Abstract Funding Acknowledgements Type of funding sources: Foundation. Main funding source(s): the primary author is supported by the Australian National Heart Foundation post docctoral fellowship OnBehalf Dobney Hypertension Centre Background Homocysteine is an independent risk factor for cardiovascular and cerebrovascular disease and has been proposed to contribute to vascular dysfunction. We sought to determine in a real-world clinical setting whether homocysteine levels were associated with hypertension mediated organ damage (HMOD) and could guide treatment choices in hypertension.
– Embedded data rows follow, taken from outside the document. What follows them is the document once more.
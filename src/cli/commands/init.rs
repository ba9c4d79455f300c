//! Init command implementation
//!
//! Writes a commented starter `harbor.toml`.

use super::{EXIT_CONFIG, EXIT_FATAL, EXIT_OK};
use clap::Args;
use std::fs;
use std::path::Path;

/// Arguments for the init command
#[derive(Args, Debug)]
pub struct InitArgs {
    /// Path where to create the configuration file
    #[arg(short, long, default_value = "harbor.toml")]
    pub output: String,

    /// Overwrite existing file
    #[arg(long)]
    pub force: bool,
}

impl InitArgs {
    /// Execute the init command
    pub async fn execute(&self) -> anyhow::Result<i32> {
        tracing::info!(output = %self.output, "Initializing configuration file");

        println!("📝 Initializing Harbor configuration");
        println!();

        if Path::new(&self.output).exists() && !self.force {
            println!("❌ Configuration file already exists: {}", self.output);
            println!("   Use --force to overwrite");
            return Ok(EXIT_CONFIG);
        }

        match fs::write(&self.output, CONFIG_TEMPLATE) {
            Ok(_) => {
                println!("✅ Configuration file created: {}", self.output);
                println!();
                println!("Next steps:");
                println!("  1. Edit {} with your settings", self.output);
                println!("  2. Set HARBOR_DATABASE_URL (or put it in a .env file)");
                println!("  3. Validate configuration: harbor validate-config");
                println!("  4. Receive a document: harbor receive enrollment --file doc.json");
                println!("  5. Run the ETL: harbor etl");
                println!();
                Ok(EXIT_OK)
            }
            Err(e) => {
                println!("❌ Failed to write configuration file");
                println!("   Error: {e}");
                Ok(EXIT_FATAL)
            }
        }
    }
}

const CONFIG_TEMPLATE: &str = r#"# Harbor Configuration File
# Receiving store, processing log and warehouse ETL

# Storage backend (postgresql; memory is for embedding and tests only)
database_target = "postgresql"

[application]
# Log level (trace, debug, info, warn, error)
log_level = "info"

# Derive and transform without writing anything
dry_run = false

[postgresql]
connection_string = "${HARBOR_DATABASE_URL}"
max_connections = 10
connection_timeout_seconds = 30
statement_timeout_seconds = 60
# disable | prefer | require
ssl_mode = "prefer"

[etl]
# Empty list means every document type
document_types = []
batch_size = 100
# max_records_per_pass = 1000
poll_interval_seconds = 30
workers = 1
shutdown_timeout_secs = 30

# Default scheduling policy
[etl.policy]
# An attempt with no outcome after this long may be taken over
stale_after_seconds = 900
# Retry backoff: initial * multiplier^(failures - 1), capped at max
backoff_initial_seconds = 30
backoff_multiplier = 2.0
backoff_max_seconds = 3600
# Mark records dead after this many attempts (unset = never)
# terminal_after_attempts = 10

# Per document type overrides
# [etl.policies.fhir]
# stale_after_seconds = 1800

[logging]
local_enabled = false
local_path = "/var/log/harbor"
# daily | hourly | never
local_rotation = "daily"
"#;
//! Status command implementation
//!
//! Shows, per partition, how many records are in each derived state.

use super::{connect, load, parse_document_type, try_code, EXIT_FATAL, EXIT_OK};
use crate::adapters::database::Storage;
use crate::core::processing::ProcessingState;
use crate::domain::{DocumentType, Result};
use clap::Args;
use std::collections::BTreeMap;

const PAGE_SIZE: usize = 500;

/// Arguments for the status command
#[derive(Args, Debug)]
pub struct StatusArgs {
    /// Only show this document type
    #[arg(long)]
    pub document_type: Option<String>,
}

impl StatusArgs {
    /// Execute the status command
    pub async fn execute(&self, config_path: &str) -> anyhow::Result<i32> {
        tracing::info!("Checking processing status");

        let types = match &self.document_type {
            Some(name) => vec![try_code!(parse_document_type(name))],
            None => DocumentType::ALL.to_vec(),
        };

        let config = try_code!(load(config_path));
        let storage = try_code!(connect(&config).await);

        println!("📊 Processing Status");
        println!();
        println!(
            "{:<20} {:>8} {:>12} {:>10} {:>8} {:>10} {:>8}",
            "Document Type", "Total", "Unprocessed", "In Flight", "Done", "Retryable", "Dead"
        );
        println!("{}", "-".repeat(82));

        for document_type in types {
            let counts = match count_states(&storage, document_type).await {
                Ok(c) => c,
                Err(e) => {
                    println!("❌ Failed to read {document_type}");
                    println!("   Error: {e}");
                    return Ok(EXIT_FATAL);
                }
            };
            let get = |state| counts.get(&state).copied().unwrap_or(0);
            let total: u64 = counts.values().sum();

            println!(
                "{:<20} {:>8} {:>12} {:>10} {:>8} {:>10} {:>8}",
                document_type.as_str(),
                total,
                get(ProcessingState::Unprocessed),
                get(ProcessingState::InFlight),
                get(ProcessingState::Done),
                get(ProcessingState::Retryable),
                get(ProcessingState::Dead),
            );
        }

        println!();
        Ok(EXIT_OK)
    }
}

/// Count a partition's records by derived state
pub async fn count_states(
    storage: &Storage,
    document_type: DocumentType,
) -> Result<BTreeMap<ProcessingState, u64>> {
    let mut counts = BTreeMap::new();
    let mut after = None;

    loop {
        let page = storage
            .receiving
            .list(document_type, after, PAGE_SIZE)
            .await?;
        let Some(last) = page.last() else {
            break;
        };
        after = Some(last.id);

        let ids: Vec<_> = page.iter().map(|r| r.id).collect();
        let histories = storage.log.histories(document_type, &ids).await?;

        for id in &ids {
            let state = histories
                .get(id)
                .map(|h| ProcessingState::from_history(h))
                .unwrap_or(ProcessingState::Unprocessed);
            *counts.entry(state).or_insert(0) += 1;
        }

        if page.len() < PAGE_SIZE {
            break;
        }
    }

    Ok(counts)
}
Methods We performed a cross-sectional analysis of prospectively collected data in 145 hypertensive patients referred to our tertiary hypertension clinic at our Hospital and analysed the association of homocysteine with HMOD, renin-angiotensin-aldosterone signaling (RAAS) and blockade. Results The average age of participants was 56 ± 17 years and there was a greater proportion of males than females (89vs56). Regression analysis showed that homocysteine was significantly associated with PWV (β=1.99; 95% CI 0.99-3.0; p < 0.001), albumin creatinine ratio (β=1.14; 95% CI 0.47,1.8; p < 0.001), 24 hr urinary protein excretion (β=0.7; 95% CI 0.48, 0.92; p < 0.001) and estimated glomerular filtration rate (β=-29.4; 95% CI -36.35, -22.4; p < 0.001), which persisted after adjusting for potential confounders such as age, sex, 24 hr BP, inflammation, smoking, diabetes mellitus, renal insufficiency and dyslipidaemia. A positive predictive relationship was observed between plasma homocysteine levels and PWV, with every 1.0 µmol/L increase in homocysteine associated with a 0.1 m/s increase in PWV. Homocysteine was significantly associated with elevated aldosterone concentration (β=0.26; p < 0.001), thereby possible RAAS activation, an effect better resisted by angiotensin receptor blockers than ACE-inhibitors in higher physiological ranges of homocysteine. Conclusions Our results indicate that homocysteine is associated with hypertension mediated vascular damage and could potentially serve to guide first-line antihypertensive therapy.